How am I? How am I? I know, I just repeated myself. Today the real job left me sobbing after a performance review. Maybe that is a little too real, but there we go. My “real job” is customer service. I work remotely. At home. And while people wax poetic on the joys of it, for me it’s been hard.

Like on and off anti-depressants, sobbing to my therapist hard.

I do it because I have a heart condition and with COVID, it isn’t safe for me to work in an environment with a bunch of people. I’ve been stressed about it for almost a year and a half, because I live alone, and my community consists of my Mom and Step-Dad. Who I go out and see on my days off, but that is it.

My friends were work friends. People I talked with casually in the breakroom. No one has my number. No one calls me. And it’s all very sad. How do you make friends in your thirties? In school it was easy. You show up to class, you’ve got things in common because of your environment. It is easy.

But as an adult? How do you politely tell people that you spend all of your free time making up fictional characters and you enjoy it without sounding insane? How do you socialize when you aren’t social? It’s all very hard and it sucks. Also, all my hobbies are things I do ALONE. I can’t think of one thing I like doing with people. Which, I realize, makes me sound like an asshole but you know.
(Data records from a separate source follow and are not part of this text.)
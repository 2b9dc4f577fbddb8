//! Output formatting for the CLI.

use console::style;
use storefront_commerce::Money;

/// Output handler for CLI messages.
#[derive(Clone)]
pub struct Output {
    verbose: bool,
    json: bool,
}

impl Output {
    /// Create a new output handler.
    pub fn new(verbose: bool, json: bool) -> Self {
        Self { verbose, json }
    }

    /// Print an info message.
    pub fn info(&self, msg: &str) {
        if self.json {
            return;
        }
        println!("{} {}", style("ℹ").blue(), msg);
    }

    /// Print a success message.
    pub fn success(&self, msg: &str) {
        if self.json {
            return;
        }
        println!("{} {}", style("✓").green(), msg);
    }

    /// Print a warning message.
    pub fn warn(&self, msg: &str) {
        if self.json {
            return;
        }
        eprintln!("{} {}", style("⚠").yellow(), msg);
    }

    /// Print an error message.
    pub fn error(&self, msg: &str) {
        if self.json {
            eprintln!("{}", serde_json::json!({ "error": msg }));
            return;
        }
        eprintln!("{} {}", style("✗").red(), style(msg).red());
    }

    /// Print a debug message (only in verbose mode).
    pub fn debug(&self, msg: &str) {
        if !self.verbose || self.json {
            return;
        }
        eprintln!("{} {}", style("→").dim(), style(msg).dim());
    }

    /// Print a header/title.
    pub fn header(&self, msg: &str) {
        if self.json {
            return;
        }
        println!("\n{}", style(msg).bold().underlined());
    }

    /// Print JSON output.
    pub fn json<T: serde::Serialize>(&self, value: &T) {
        if let Ok(json) = serde_json::to_string_pretty(value) {
            println!("{}", json);
        }
    }

    /// Print a key-value pair.
    pub fn kv(&self, key: &str, value: &str) {
        if self.json {
            return;
        }
        println!("  {}: {}", style(key).dim(), value);
    }

    /// Print a table row.
    pub fn table_row(&self, cols: &[&str], widths: &[usize]) {
        if self.json {
            return;
        }
        let formatted: Vec<String> = cols
            .iter()
            .zip(widths.iter())
            .map(|(col, width)| format!("{:width$}", col, width = width))
            .collect();
        println!("  {}", formatted.join("  "));
    }

    /// Check if JSON mode is enabled.
    pub fn is_json(&self) -> bool {
        self.json
    }
}

/// Format a rating as a star string (e.g., "★ 4.5").
pub fn format_rating(rating: f64) -> String {
    format!("★ {:.1}", rating)
}

/// Right-align a price for table columns.
pub fn format_price(price: &Money, width: usize) -> String {
    format!("{:>width$}", price.display(), width = width)
}
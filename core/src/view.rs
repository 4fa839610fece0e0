//! What the list screen shows for a given controller state. Markup and
//! styling belong to the host; this only decides which pieces are present.

use crate::controller::TodoListState;
use crate::types::{TodoId, TodoRecord};

pub const EMPTY_MESSAGE: &str = "No todos yet. Add one above.";
pub const LOADING_MESSAGE: &str = "Loading...";
pub const SUBMIT_LABEL: &str = "Add Todo";
pub const SUBMITTING_LABEL: &str = "Adding...";

#[derive(Debug, Clone, PartialEq, Eq)]
pub struct ListView<'a> {
    pub body: ListBody<'a>,
    pub submit_label: &'static str,
    pub submit_enabled: bool,
}

#[derive(Debug, Clone, PartialEq, Eq)]
pub enum ListBody<'a> {
    Loading,
    Empty,
    Items(Vec<ItemView<'a>>),
}

#[derive(Debug, Clone, PartialEq, Eq)]
pub struct ItemView<'a> {
    pub id: &'a TodoId,
    pub title: &'a str,
    /// Present only for a non-empty description.
    pub description: Option<&'a str>,
    pub completed: bool,
}

impl<'a> From<&'a TodoRecord> for ItemView<'a> {
    fn from(record: &'a TodoRecord) -> Self {
        Self {
            id: &record.id,
            title: &record.title,
            description: record.description.as_deref().filter(|d| !d.is_empty()),
            completed: record.completed,
        }
    }
}

impl<'a> ListView<'a> {
    pub fn new(state: &'a TodoListState) -> Self {
        let body = if state.is_loading {
            ListBody::Loading
        } else if state.items.is_empty() {
            ListBody::Empty
        } else {
            ListBody::Items(state.items.iter().map(ItemView::from).collect())
        };
        Self {
            body,
            submit_label: if state.is_submitting {
                SUBMITTING_LABEL
            } else {
                SUBMIT_LABEL
            },
            submit_enabled: !state.is_submitting,
        }
    }
}
//! Backend location.

/// Environment variable naming the backend base URL.
pub const BACKEND_URL_VAR: &str = "TODO_BACKEND_URL";

pub const DEFAULT_BASE_URL: &str = "http://localhost:8000";

#[derive(Debug, Clone, PartialEq, Eq)]
pub struct Config {
    pub base_url: String,
}

impl Default for Config {
    fn default() -> Self {
        Self {
            base_url: DEFAULT_BASE_URL.to_string(),
        }
    }
}

impl Config {
    /// Read `TODO_BACKEND_URL`, falling back to `http://localhost:8000`.
    pub fn from_env() -> Self {
        Self::from_lookup(|key| std::env::var(key).ok())
    }

    /// Same as `from_env` with an injected variable lookup. Unset and blank
    /// values both select the default.
    pub fn from_lookup(lookup: impl Fn(&str) -> Option<String>) -> Self {
        match lookup(BACKEND_URL_VAR) {
            Some(url) if !url.trim().is_empty() => Self {
                base_url: url.trim().to_string(),
            },
            _ => Self::default(),
        }
    }
}
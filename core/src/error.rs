//! Error types for the todo API client.
//!
//! `NotFound` gets its own variant so diagnostics can tell a vanished record
//! apart from a failing server. The controller treats every variant the same
//! way: the attempted change is dropped and the failure is reported.

use thiserror::Error;

#[derive(Debug, Error)]
pub enum ApiError {
    /// The server returned 404.
    #[error("resource not found")]
    NotFound,

    /// The server returned a non-2xx status other than 404.
    #[error("HTTP {status}: {body}")]
    HttpError { status: u16, body: String },

    /// The response body could not be deserialized into the expected type.
    #[error("deserialization failed: {0}")]
    DeserializationError(String),

    /// The request payload could not be serialized to JSON.
    #[error("serialization failed: {0}")]
    SerializationError(String),

    /// The request never produced a response (connection refused, reset, ...).
    #[error("transport failed: {0}")]
    Transport(String),
}
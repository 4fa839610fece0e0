//! Plain-text rendering of a `ListView`.

use std::fmt::Write;

use todo_core::view::{EMPTY_MESSAGE, LOADING_MESSAGE};
use todo_core::{ListBody, ListView};

pub fn render(view: &ListView<'_>) -> String {
    let mut out = String::new();
    match &view.body {
        ListBody::Loading => out.push_str(LOADING_MESSAGE),
        ListBody::Empty => out.push_str(EMPTY_MESSAGE),
        ListBody::Items(items) => {
            for (i, item) in items.iter().enumerate() {
                if i > 0 {
                    out.push('\n');
                }
                let mark = if item.completed { 'x' } else { ' ' };
                let _ = write!(out, "[{mark}] {}  {}", item.id, item.title);
                if let Some(description) = item.description {
                    let _ = write!(out, "\n      {description}");
                }
            }
        }
    }
    out
}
And the hard thing is sometimes I really wonder if it is going to pay off, you know? I’m working through the UX class. I’m trying to learn a new skill that will lead to a better job. And yet I need the job I have to do that and its just all….hard.

Plus, writing itself isn’t social. But the actual word of mouth part? That is social. How do I convince a bunch of strangers that the fantasy novel I’ve written is worth their time when we live in the “golden age of content” or whatever?

You’ll have to forgive me. I’m having a human moment here. The numbers for Kindle Vella are up, but again. Not stellar. Not cool-enough-to-be-interviewed-on-Hot-Ones numbers which is what we’re all aiming for, right? Although I doubt authors are really their thing, except for, apparently Malcolm Gladwell.

I do not foresee myself ever being cool enough to be on that show but….

Okay. I guess we need to get to the nitty gritty. The numbers for the week 10 wrap up.

5 Episodes read, 15 thumbs-up, and five follows.